Instructions for the task:
Copy each entry below exactly as it appears.

--- Data to examine Enclosed Below ---

//! Test doubles shared by unit and integration tests.
//!
//! Compiled for this crate's own tests and behind the `test-support`
//! feature for integration tests and downstream crates.

use crate::catalog::{Catalog, CatalogError, SearchPage};
use crate::search::SearchRequest;
use crate::types::{ItemDetails, ItemId, MediaItem, MediaType};
use async_trait::async_trait;
use std::collections::{HashMap, VecDeque};
use std::sync::atomic::{AtomicUsize, Ordering};
use std::sync::Mutex;
use std::time::Duration;

/// In-process catalog with canned answers and call accounting.
///
/// Search results are generated from the request: page `p` of a query `q`
/// holds `results_per_page` albums with ids `q-p{p}-{n}`.
#[derive(Debug)]
pub struct ScriptedCatalog {
    total_pages: u32,
    results_per_page: usize,
    latency: Duration,
    failures: Mutex<VecDeque<u16>>,
    details: Mutex<HashMap<ItemId, ItemDetails>>,
    search_calls: Mutex<Vec<SearchRequest>>,
    detail_calls: AtomicUsize,
    active_details: AtomicUsize,
    max_active_details: AtomicUsize,
}

impl Default for ScriptedCatalog {
    fn default() -> Self {
        Self::new()
    }
}

impl ScriptedCatalog {
    pub fn new() -> Self {
        Self {
            total_pages: 1,
            results_per_page: 2,
            latency: Duration::ZERO,
            failures: Mutex::new(VecDeque::new()),
            details: Mutex::new(HashMap::new()),
            search_calls: Mutex::new(Vec::new()),
            detail_calls: AtomicUsize::new(0),
            active_details: AtomicUsize::new(0),
            max_active_details: AtomicUsize::new(0),
        }
    }

    pub fn with_total_pages(mut self, total_pages: u32) -> Self {
        self.total_pages = total_pages;
        self
    }

    pub fn with_latency(mut self, latency: Duration) -> Self {
        self.latency = latency;
        self
    }

    /// Answer the next search with this HTTP status instead of results
    pub fn fail_next(&self, status: u16) {
        lock(&self.failures).push_back(status);
    }

    pub fn set_details(&self, id: impl Into<ItemId>, details: ItemDetails) {
        lock(&self.details).insert(id.into(), details);
    }

    pub fn search_calls(&self) -> Vec<SearchRequest> {
        lock(&self.search_calls).clone()
    }

    pub fn search_count(&self) -> usize {
        lock(&self.search_calls).len()
    }

    pub fn details_count(&self) -> usize {
        self.detail_calls.load(Ordering::SeqCst)
    }

    /// Highest number of details requests that were running at once
    pub fn max_concurrent_details(&self) -> usize {
        self.max_active_details.load(Ordering::SeqCst)
    }

    /// The page this catalog answers `request` with
    pub fn page_for(&self, request: &SearchRequest) -> SearchPage {
        let query = request.query.as_deref().unwrap_or("all");
        let results = (0..self.results_per_page)
            .map(|n| {
                MediaItem::new(
                    format!("{query}-p{}-{n}", request.page),
                    request.media_type,
                    format!("{query} {n}"),
                )
            })
            .collect();
        SearchPage {
            results,
            page: request.page,
            total_pages: self.total_pages,
        }
    }
}

#[async_trait]
impl Catalog for ScriptedCatalog {
    async fn search(&self, request: &SearchRequest) -> Result<SearchPage, CatalogError> {
        lock(&self.search_calls).push(request.clone());
        if !self.latency.is_zero() {
            tokio::time::sleep(self.latency).await;
        }
        let failure = lock(&self.failures).pop_front();
        match failure {
            Some(status) => Err(CatalogError::status(status, "scripted failure")),
            None => Ok(self.page_for(request)),
        }
    }

    async fn details(&self, id: &ItemId, _media_type: MediaType) -> Result<ItemDetails, CatalogError> {
        self.detail_calls.fetch_add(1, Ordering::SeqCst);
        let active = self.active_details.fetch_add(1, Ordering::SeqCst) + 1;
        self.max_active_details.fetch_max(active, Ordering::SeqCst);
        if !self.latency.is_zero() {
            tokio::time::sleep(self.latency).await;
        }
        self.active_details.fetch_sub(1, Ordering::SeqCst);

        let found = lock(&self.details).get(id).cloned();
        found.ok_or_else(|| CatalogError::status(404, format!("no details for {id}")))
    }
}

fn lock<T>(mutex: &Mutex<T>) -> std::sync::MutexGuard<'_, T> {
    mutex.lock().unwrap_or_else(|e| e.into_inner())
}
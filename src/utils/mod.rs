pub mod config;

pub use config::ScanConfig;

--- End of Enclosed Data to examine ---

Solution for this task:
//! Test doubles shared by unit and integration tests.
//!
//! Compiled for this crate's own tests and behind the `test-support`
//! feature for integration tests and downstream crates.

use crate::catalog::{Catalog, CatalogError, SearchPage};
use crate::search::SearchRequest;
use crate::types::{ItemDetails, ItemId, MediaItem, MediaType};
use async_trait::async_trait;
use std::collections::{HashMap, VecDeque};
use std::sync::atomic::{AtomicUsize, Ordering};
use std::sync::Mutex;
use std::time::Duration;

/// In-process catalog with canned answers and call accounting.
///
/// Search results are generated from the request: page `p` of a query `q`
/// holds `results_per_page` albums with ids `q-p{p}-{n}`.
#[derive(Debug)]
pub struct ScriptedCatalog {
    total_pages: u32,
    results_per_page: usize,
    latency: Duration,
    failures: Mutex<VecDeque<u16>>,
    details: Mutex<HashMap<ItemId, ItemDetails>>,
    search_calls: Mutex<Vec<SearchRequest>>,
    detail_calls: AtomicUsize,
    active_details: AtomicUsize,
    max_active_details: AtomicUsize,
}

impl Default for ScriptedCatalog {
    fn default() -> Self {
        Self::new()
    }
}

impl ScriptedCatalog {
    pub fn new() -> Self {
        Self {
            total_pages: 1,
            results_per_page: 2,
            latency: Duration::ZERO,
            failures: Mutex::new(VecDeque::new()),
            details: Mutex::new(HashMap::new()),
            search_calls: Mutex::new(Vec::new()),
            detail_calls: AtomicUsize::new(0),
            active_details: AtomicUsize::new(0),
            max_active_details: AtomicUsize::new(0),
        }
    }

    pub fn with_total_pages(mut self, total_pages: u32) -> Self {
        self.total_pages = total_pages;
        self
    }

    pub fn with_latency(mut self, latency: Duration) -> Self {
        self.latency = latency;
        self
    }

    /// Answer the next search with this HTTP status instead of results
    pub fn fail_next(&self, status: u16) {
        lock(&self.failures).push_back(status);
    }

    pub fn set_details(&self, id: impl Into<ItemId>, details: ItemDetails) {
        lock(&self.details).insert(id.into(), details);
    }

    pub fn search_calls(&self) -> Vec<SearchRequest> {
        lock(&self.search_calls).clone()
    }

    pub fn search_count(&self) -> usize {
        lock(&self.search_calls).len()
    }

    pub fn details_count(&self) -> usize {
        self.detail_calls.load(Ordering::SeqCst)
    }

    /// Highest number of details requests that were running at once
    pub fn max_concurrent_details(&self) -> usize {
        self.max_active_details.load(Ordering::SeqCst)
    }

    /// The page this catalog answers `request` with
    pub fn page_for(&self, request: &SearchRequest) -> SearchPage {
        let query = request.query.as_deref().unwrap_or("all");
        let results = (0..self.results_per_page)
            .map(|n| {
                MediaItem::new(
                    format!("{query}-p{}-{n}", request.page),
                    request.media_type,
                    format!("{query} {n}"),
                )
            })
            .collect();
        SearchPage {
            results,
            page: request.page,
            total_pages: self.total_pages,
        }
    }
}

#[async_trait]
impl Catalog for ScriptedCatalog {
    async fn search(&self, request: &SearchRequest) -> Result<SearchPage, CatalogError> {
        lock(&self.search_calls).push(request.clone());
        if !self.latency.is_zero() {
            tokio::time::sleep(self.latency).await;
        }
        let failure = lock(&self.failures).pop_front();
        match failure {
            Some(status) => Err(CatalogError::status(status, "scripted failure")),
            None => Ok(self.page_for(request)),
        }
    }

    async fn details(&self, id: &ItemId, _media_type: MediaType) -> Result<ItemDetails, CatalogError> {
        self.detail_calls.fetch_add(1, Ordering::SeqCst);
        let active = self.active_details.fetch_add(1, Ordering::SeqCst) + 1;
        self.max_active_details.fetch_max(active, Ordering::SeqCst);
        if !self.latency.is_zero() {
            tokio::time::sleep(self.latency).await;
        }
        self.active_details.fetch_sub(1, Ordering::SeqCst);

        let found = lock(&self.details).get(id).cloned();
        found.ok_or_else(|| CatalogError::status(404, format!("no details for {id}")))
    }
}

fn lock<T>(mutex: &Mutex<T>) -> std::sync::MutexGuard<'_, T> {
    mutex.lock().unwrap_or_else(|e| e.into_inner())
}
filename src/utils/mod.rs
pub mod config;

pub use config::ScanConfig;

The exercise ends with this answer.